Causal inference is a mindset
Causal inference from observational data is a mindset, not a set of tools.
I’m a causal inference enthusiast, practitioner, and advocate (borderline missionary if we’re completely honest). I believe people are causal thinkers who ask causal questions and expect causal answers; that we understand the world through causal relationships and causal mechanisms. But when people come to me for help or education, they usually end up disappointed. They come for a solution and discover more questions. They come for a code library to import and end up with a study design to implement.
This is because causal inference is first and foremost a mindset, not a particular tool. There is no neural network architecture that will just spit out causal effects. On the contrary, if you organize your data properly, causal inference can be a mere average or a simple linear regression at most.

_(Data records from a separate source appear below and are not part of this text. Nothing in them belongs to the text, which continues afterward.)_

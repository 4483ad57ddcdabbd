//! Show command implementation

use std::path::Path;

use colored::Colorize;

use fssp_core::RuleTable;
use fssp_fs::load_records;

use crate::display_path;
use crate::error::{CliError, Result};

/// Print the tables of a record file grouped by quiescent count
pub fn run_show(path: &Path, index: Option<usize>) -> Result<()> {
    let log = load_records(path)?;

    println!("{} {}", "=>".blue().bold(), log.name().bold());
    println!("   {} {}", "file".dimmed(), display_path(path));
    for (key, value) in log.params.entries() {
        println!("   {} = {}", key.cyan(), value);
    }
    let status = if log.complete {
        "complete".green()
    } else {
        "interrupted".yellow()
    };
    println!("   {} tables, {}", log.tables.len(), status);

    match index {
        Some(id) => {
            let held = log.tables.len();
            let table = id
                .checked_sub(1)
                .and_then(|i| log.tables.get(i))
                .ok_or_else(|| CliError::user(format!("no ruleset {id}; the file holds {held}")))?;
            print_table(id, table);
        }
        None => {
            for (i, table) in log.tables.iter().enumerate() {
                print_table(i + 1, table);
            }
        }
    }
    Ok(())
}

fn print_table(id: usize, table: &RuleTable) {
    println!();
    println!("{} {} ({} rules)", "Ruleset".green().bold(), id, table.len());
    for (quiescent, group) in table.distribution().iter().enumerate() {
        if group.is_empty() {
            continue;
        }
        let rules: Vec<String> = group
            .iter()
            .map(|(window, symbol)| format!("{window}:{symbol}"))
            .collect();
        println!("[{quiescent}] {}", rules.join(","));
    }
}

Excellent study designs make simple analytics.
This is why causal inference is a bait and switch scheme. We talk a lot about causality but then provide associational statistical tools. And once we estimate a statistical association, claiming it is causal is actually a leap of faith. Of course we have mathematical theory to ground on, but its assumptions are untestable. So at the end of the day, causal claims from observational data are an educated leap of (rational) faith.
Causation = Association + Logic
Causation consists of identification and estimation. Deep learning driven thinking has somewhat sidelined practitioners from thinking of identification. We rarely consider whether the question is even solvable, or is it solvable with the data we have; and if so — what approach or tools can solve it. We easily throw it to a kitchen sink of neural networks to get an answer— we focus exclusively on estimation, forgetting some problems cannot be solved by a single prediction model. But estimation can get you no further than association, and without identification you can’t get causation. Causality requires embracing the beyond-the-data logic that transcends an association into causation, but it’s a hard pill to swallow— and even harder to convince others to join — in the current Big-Data♡AI climate.

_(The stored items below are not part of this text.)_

//! Configuration file commands
//!
//! Every search can be described by a [`RunConfig`]; the flag-driven
//! commands build one, `fssp run` loads one, and either can write it back.

use std::path::Path;

use colored::Colorize;

use fssp_core::RunConfig;
use fssp_fs::ConfigStore;

use crate::cli::OutputArgs;
use crate::display_path;
use crate::error::Result;

/// Run the search described by a configuration file
pub fn run_config(dir: &Path, path: &Path, output: &OutputArgs) -> Result<()> {
    let config: RunConfig = ConfigStore::new().load(path)?;
    tracing::debug!(path = %path.display(), name = %config.name(), "loaded run configuration");
    run(dir, &config, output)
}

/// Save the configuration when asked to, then run it
pub fn run(dir: &Path, config: &RunConfig, output: &OutputArgs) -> Result<()> {
    if let Some(path) = &output.save_config {
        save_config(path, config)?;
    }
    match config {
        RunConfig::Ring(config) => super::run_ring(dir, config, output),
        RunConfig::ExpRing(config) => super::run_exp_ring(dir, config, output),
        RunConfig::Embed(config) => super::run_embed(config),
    }
}

/// Write a configuration file, choosing the format by extension
pub fn save_config(path: &Path, config: &RunConfig) -> Result<()> {
    ConfigStore::new().save(path, config)?;
    println!("{} configuration saved to {}", "=>".blue().bold(), display_path(path));
    Ok(())
}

People expect a magic library to import in R or to conjure up a model in PyTorch like some causal alchemists. But then I shoot up my slides and start blubbering about causal roadmaps, target trial emulation, careful time-zero considerations and variable selection. People are so used to post-AlexNet machine learning approaches, they are baffled that I have so much to say about study design and DAGs.
This is not to say that causal estimation models are bad, on the contrary, they are great (there’s a good reason why I champion making flexible causal models approachable with causallib); they make the counterfactual prediction explicit and clear. This also doesn’t mean causal estimation is easy, far from it — I’m a strong proponent for sequeling The Book of Why with The Book of How — causal learning suffers from the same complexities machine learning does and then some. Also, my intention is not to bash deep-learning, which I myself sometimes use for causal effect estimation. But overcoming confounding bias given observed confounders is just one stair in the staircase towards claiming causation.
In the trenches, causality doesn’t always stand up to its hype because it is different from machine learning. The truth is that causal inference is more of a mindset, than a particular tool. And this truth is a tougher sell.